Less than two years have passed since the Labour Party’s decisive election victory, yet according to The Economist, Starmer has already become the most unpopular prime minister in the country’s history. At the same time, new Morning Consult data show that even against this backdrop he is not the most unpopular leader in Europe.
In France, President Emmanuel Macron’s approval rating has fallen to 16%, creating conditions for a victory by the far-right National Rally in next year’s presidential election. In Germany, Chancellor Friedrich Merz is also confronting a sharp drop in public support. This trajectory reflects a broader European shift against incumbent authorities amid inflation, economic stagnation, and migration pressures.
Aware of his extremely low level of public support, on February 10 Macron sharply escalated his public rhetoric about threats emanating from the Trump administration.
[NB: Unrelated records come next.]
//! CLI definition, tracing setup, and the recommendation loop.

use std::io::Write;
use std::path::PathBuf;

use clap::Parser;
use color_eyre::eyre::{Result, WrapErr, eyre};
use tokio::io::{AsyncBufReadExt, BufReader};
use tracing::{error, info};

use ao3recs_archive::{Archive, HttpFetcher};
use ao3recs_core::{RecommendationSink, Recommender};
use ao3recs_shared::{AppConfig, ArchiveConfig, RecommendConfig, Recommendation, load_config_from};

const PROMPT: &str = "Enter a URL for a work on AO3 or type 'exit()' to quit the program";
const EXIT_COMMAND: &str = "exit()";

// ---------------------------------------------------------------------------
// CLI structure
// ---------------------------------------------------------------------------

/// ao3recs: find works similar to one you liked on the archive.
#[derive(Parser)]
#[command(
    name = "ao3recs",
    version,
    about = "Recommend fan works similar to a given work.",
    long_about = None,
)]
pub(crate) struct Cli {
    /// Work URLs to recommend from. Without any, URLs are read from a prompt.
    pub urls: Vec<String>,

    /// TOML config file. Nothing is loaded without it.
    #[arg(long)]
    pub config: Option<PathBuf>,

    /// Archive root to crawl.
    #[arg(long)]
    pub base_url: Option<String>,

    /// Stop the co-bookmarker search after this many recommendations.
    #[arg(long)]
    pub co_bookmarker_cap: Option<usize>,

    /// Number of recommendations the tag-similarity search aims for.
    #[arg(long)]
    pub tag_search_quota: Option<usize>,

    /// Per-request timeout in seconds.
    #[arg(long)]
    pub timeout_secs: Option<u64>,

    /// How recommendations are printed.
    #[arg(long, default_value = "text")]
    pub output: OutputFormat,

    /// Log format: text (default) or json.
    #[arg(long, default_value = "text")]
    pub log_format: LogFormat,

    /// Verbosity level (-v, -vv, -vvv).
    #[arg(short, long, action = clap::ArgAction::Count)]
    pub verbose: u8,
}

/// Log output format.
#[derive(Clone, Debug, clap::ValueEnum)]
pub(crate) enum LogFormat {
    Text,
    Json,
}

/// Recommendation output format.
#[derive(Clone, Copy, Debug, PartialEq, Eq, clap::ValueEnum)]
pub(crate) enum OutputFormat {
    Text,
    Json,
}

// ---------------------------------------------------------------------------
// Tracing setup
// ---------------------------------------------------------------------------

/// Initialize tracing based on CLI flags. Logs go to stderr.
pub(crate) fn init_tracing(cli: &Cli) {
    use tracing_subscriber::{EnvFilter, fmt};

    let filter = match cli.verbose {
        0 => "ao3recs=warn",
        1 => "ao3recs=info",
        2 => "ao3recs=debug",
        _ => "ao3recs=trace",
    };

    let env_filter = EnvFilter::try_from_default_env().unwrap_or_else(|_| EnvFilter::new(filter));

    match cli.log_format {
        LogFormat::Text => {
            fmt()
                .with_env_filter(env_filter)
                .with_target(false)
                .with_writer(std::io::stderr)
                .init();
        }
        LogFormat::Json => {
            fmt()
                .json()
                .with_env_filter(env_filter)
                .with_writer(std::io::stderr)
                .init();
        }
    }
}

// ---------------------------------------------------------------------------
// Configuration
// ---------------------------------------------------------------------------

/// Defaults, then the `--config` file, then individual flags.
fn resolve_config(cli: &Cli) -> Result<AppConfig> {
    let mut config = match &cli.config {
        Some(path) => load_config_from(path)?,
        None => AppConfig::default(),
    };

    if let Some(base_url) = &cli.base_url {
        config.archive.base_url = base_url.clone();
    }
    if let Some(secs) = cli.timeout_secs {
        config.archive.timeout_secs = secs;
    }
    if let Some(cap) = cli.co_bookmarker_cap {
        config.recommend.co_bookmarker_cap = cap;
    }
    if let Some(quota) = cli.tag_search_quota {
        config.recommend.tag_search_quota = quota;
    }

    Ok(config)
}

// ---------------------------------------------------------------------------
// Run loop
// ---------------------------------------------------------------------------

/// Recommend from each URL given on the command line, or prompt for URLs
/// until `exit()` or end of input.
pub(crate) async fn run(cli: Cli) -> Result<()> {
    let config = resolve_config(&cli)?;
    let archive_config = ArchiveConfig::try_from(&config)?;
    let fetcher = HttpFetcher::new(&archive_config)?;
    let mut recommender = Recommender::new(
        Archive::from_config(fetcher, &archive_config),
        RecommendConfig::from(&config),
    );
    let mut printer = Printer::new(cli.output);

    info!(base_url = %archive_config.base_url, "archive configured");

    if !cli.urls.is_empty() {
        let mut failed = 0;
        for url in &cli.urls {
            if !recommend_one(&mut recommender, url, &mut printer).await {
                failed += 1;
            }
        }
        if failed > 0 {
            return Err(eyre!("{failed} of {} runs failed", cli.urls.len()));
        }
        return Ok(());
    }

    let mut lines = BufReader::new(tokio::io::stdin()).lines();
    loop {
        println!("{PROMPT}");
        print!(">>> ");
        std::io::stdout().flush().wrap_err("failed to write prompt")?;

        let Some(line) = lines.next_line().await.wrap_err("failed to read input")? else {
            println!();
            break;
        };
        let input = line.trim();
        if input == EXIT_COMMAND {
            break;
        }
        if input.is_empty() {
            continue;
        }
        recommend_one(&mut recommender, input, &mut printer).await;
    }

    Ok(())
}

/// Run once for `url`, reporting failure instead of returning it.
async fn recommend_one(
    recommender: &mut Recommender<HttpFetcher>,
    url: &str,
    printer: &mut Printer,
) -> bool {
    match recommender.recommend(url, printer).await {
        Ok(report) => {
            info!(
                seed = %report.seed_id,
                total = report.total(),
                counts = ?report.counts,
                "run finished"
            );
            if report.total() == 0 {
                eprintln!("No recommendations found for \"{}\".", report.seed_title);
            }
            true
        }
        Err(e) => {
            error!(error = %e, url, "recommendation run failed");
            eprintln!("Could not recommend from {url}: {e}");
            false
        }
    }
}

// ---------------------------------------------------------------------------
// Output
// ---------------------------------------------------------------------------

/// Prints recommendations to stdout as they arrive.
struct Printer {
    format: OutputFormat,
}

impl Printer {
    fn new(format: OutputFormat) -> Self {
        Self { format }
    }
}

impl RecommendationSink for Printer {
    fn emit(&mut self, recommendation: Recommendation) {
        match self.format {
            OutputFormat::Text => println!("{}", format_text(&recommendation)),
            OutputFormat::Json => match serde_json::to_string(&recommendation) {
                Ok(line) => println!("{line}"),
                Err(e) => error!(
                    error = %e,
                    id = %recommendation.work.id,
                    "could not serialize recommendation"
                ),
            },
        }
    }
}

fn format_text(recommendation: &Recommendation) -> String {
    let work = &recommendation.work;
    format!(
        "URL:\t\t{}\nTITLE:\t\t{}\nAUTHOR(S):\t{}\nFANDOM(S):\t{}\nSUMMARY:\n{}\n",
        work.url,
        work.title,
        work.authors.join(", "),
        work.fandoms.join(", "),
        work.summary,
    )
}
He argued that the period of relative calm in US-EU relations should not be mistaken for something durable, and warned of potential pressure from Washington—above all in the areas of digital regulation and economic policy. In France, the president’s critics interpret these remarks as an attempt to shift attention away from the domestic agenda and his own political crisis toward an external threat around which public opinion is easier to mobilize.
Macron’s position, however, appears contradictory. Alongside his tough statements toward the United States, he is urging Europeans to resume dialogue with Russia and to build a new European security architecture with Moscow’s participation, arguing that geographic and political realities will not change. This combination—confrontational rhetoric toward Washington paired with a willingness to negotiate with the Kremlin—has drawn criticism within the EU and deepened doubts about the coherence of France’s president’s foreign-policy line.